Security bulletins

From time to time, we might release security bulletins related to Google Cloud VMware Engine. All security bulletins for VMware Engine are described here.

GCP-2021-010

Published: 2021-05-25

Description Severity Notes

Per VMware security advisory VMSA-2021-0010, remote code execution and authentication bypass vulnerabilities in vSphere Client (HTML5) were privately reported to VMware. VMware has made updates available to remediate these vulnerabilities in affected VMware products.

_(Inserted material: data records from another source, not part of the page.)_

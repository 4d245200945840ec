//! The backing-store contract.

use async_trait::async_trait;
use dynapi_core::TypeDescriptor;
use serde_json::Value;

use crate::error::StorageError;
use crate::types::{ListOptions, ObjectKey};

/// Client for the system that stores documents of a codec's target type.
///
/// Documents are full objects including `apiVersion`, `kind` and `metadata`.
/// Implementations must be thread-safe and must not retry on their own
/// unless they can do so safely.
///
/// # Example
///
/// ```ignore
/// let stored = store.create(&target, &doc).await?;
/// let fetched = store.get(&target, &ObjectKey::namespaced("default", "example")).await?;
/// ```
#[async_trait]
pub trait BackingStore: Send + Sync {
    /// Reads one document.
    ///
    /// # Errors
    ///
    /// Returns `StorageError::NotFound` if the document does not exist.
    async fn get(&self, target: &TypeDescriptor, key: &ObjectKey) -> Result<Value, StorageError>;

    /// Lists documents matching `options`.
    async fn list(
        &self,
        target: &TypeDescriptor,
        options: &ListOptions,
    ) -> Result<Vec<Value>, StorageError>;

    /// Creates a document and returns it as stored.
    ///
    /// # Errors
    ///
    /// Returns `StorageError::AlreadyExists` if a document with the same name exists.
    async fn create(&self, target: &TypeDescriptor, doc: &Value) -> Result<Value, StorageError>;

    /// Replaces an existing document and returns it as stored.
    ///
    /// # Errors
    ///
    /// Returns `StorageError::NotFound` if the document does not exist and
    /// `StorageError::Conflict` if `metadata.resourceVersion` is stale.
    async fn update(&self, target: &TypeDescriptor, doc: &Value) -> Result<Value, StorageError>;

    /// Deletes a document.
    ///
    /// # Errors
    ///
    /// Returns `StorageError::NotFound` if the document does not exist.
    async fn delete(&self, target: &TypeDescriptor, key: &ObjectKey) -> Result<(), StorageError>;

    /// Returns the name of the backend (e.g. "memory", "http").
    fn backend_name(&self) -> &'static str;
}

We have applied the patches provided by VMware for the vSphere stack per the VMware security advisory. This update addresses security vulnerabilities described in CVE-2021-21985 and CVE-2021-21986. The image versions running in your VMware Engine private cloud do not reflect any change at this time to indicate the patches applied. Please rest assured that appropriate patches have been installed and your environment is secured from these vulnerabilities.

VMware Engine impact

Based on our investigations, no customers were found to be impacted.

What should I do?

Because VMware Engine clusters are not affected by this vulnerability, no further action is required.

Critical

GCP-2021-002

Published: 2021-03-05

Description Severity Notes

Per VMware security advisory VMSA-2021-0002, VMware received reports of multiple vulnerabilities in VMware ESXi and vSphere Client (HTML5). VMware has made updates available to remediate these vulnerabilities in affected VMware products.

We have applied the officially documented workarounds for the vSphere stack per the VMware security advisory. This update addresses security vulnerabilities described in CVE-2021-21972, CVE-2021-21973, and CVE-2021-21974.

VMware Engine impact

Based on our investigations, no customers were found to be impacted.

What should I do?

Because VMware Engine clusters are not affected by this vulnerability, no further action is required.

Critical